21 may 2008

Ontario sin amor

Voy a decirlo abiertamente: mi error es confiar demasiado en los demás. De ahí se desprenden todos mis problemas, toda mi tragedia. Siempre fui un hombre bueno, no quise hacerle mal a nadie, pagaba mis impuestos, tenía mi profesión; todo andaba bien hasta el día en que apareció aquella mujer. Esa mujer fue mi perdición. Recuerdo muy bien su cuerpo delgado, su rostro lánguido, sus ojos inescrutables tras unos lentes oscuros y, su sonrisa, su escalofriante sonrisa, sus labios violetas su diente orificado que le daba un aire de majestuosidad.

Sucedió un sábado, aquel protervo sábado cuando la invité a cenar.
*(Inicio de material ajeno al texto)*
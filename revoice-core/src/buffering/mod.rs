//! Lock-free SPSC ring buffers for audio samples.
//!
//! Two rings connect the real-time callbacks to the worker thread:
//! capture callback → capture ring → worker → playback ring → playback
//! callback. `push_slice`/`pop_slice` are wait-free and allocation-free,
//! which is what keeps the device callbacks deadline-safe.

pub mod block;

use ringbuf::{traits::Split, HeapRb};

pub use ringbuf::traits::{Consumer, Observer, Producer};

/// Producer half — held by the capture callback (or by the worker for
/// the playback leg).
pub type AudioProducer = ringbuf::HeapProd<f32>;

/// Consumer half — held by the worker (or by the playback callback).
pub type AudioConsumer = ringbuf::HeapCons<f32>;

/// Ring capacity: 2^16 = 65 536 f32 samples ≈ 1.37 s at 48 kHz.
/// Deep enough to ride out a slow conversion pass, shallow enough that a
/// stalled worker cannot accumulate seconds of latency — stale audio is
/// dropped at the producer instead.
pub const RING_CAPACITY: usize = 1 << 16;

/// Create a matched producer/consumer pair backed by a heap-allocated ring.
pub fn create_audio_ring() -> (AudioProducer, AudioConsumer) {
    HeapRb::<f32>::new(RING_CAPACITY).split()
}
Al entrar al restaurante tuve muy en cuenta que notara la mesa tan costosa en la que íbamos a sentarnos. No se dio cuenta. ¡Lo peor era que se quejaba de la vista panorámica que tenía el restaurante! Horizonte desde donde se podía disfrutar la compañía de la inmensa luna que sólo se ve aquí en Ontario. No le hice caso a su comentario (gran error) y me dispuse a hacerle mi anuncio: “Sonia… cásate conmigo” Ella saltó de su asiento y me preguntó el por qué de mi petición. Yo le respondí que era porque la amaba. Volvió a sentarse y le pregunté de nuevo, ella me llevó al balcón, que sólo nuestra mesa tenía. Estaba estúpidamente enamorado. Todo lo sabía ella de mí, le había confiado mis pequeños secretos, mis perversiones, mis errores, mis debilidades… Sólo quería besarla y amarla hasta la eternidad y juro que me hubiera lanzado por el balcón si ella me lo hubiese pedido. Lo juro —Pero no lo hizo. Solo me besó y caminado hacia la salida me dijo adiós. Presintiendo, quizá, el tipo de hombre que soy.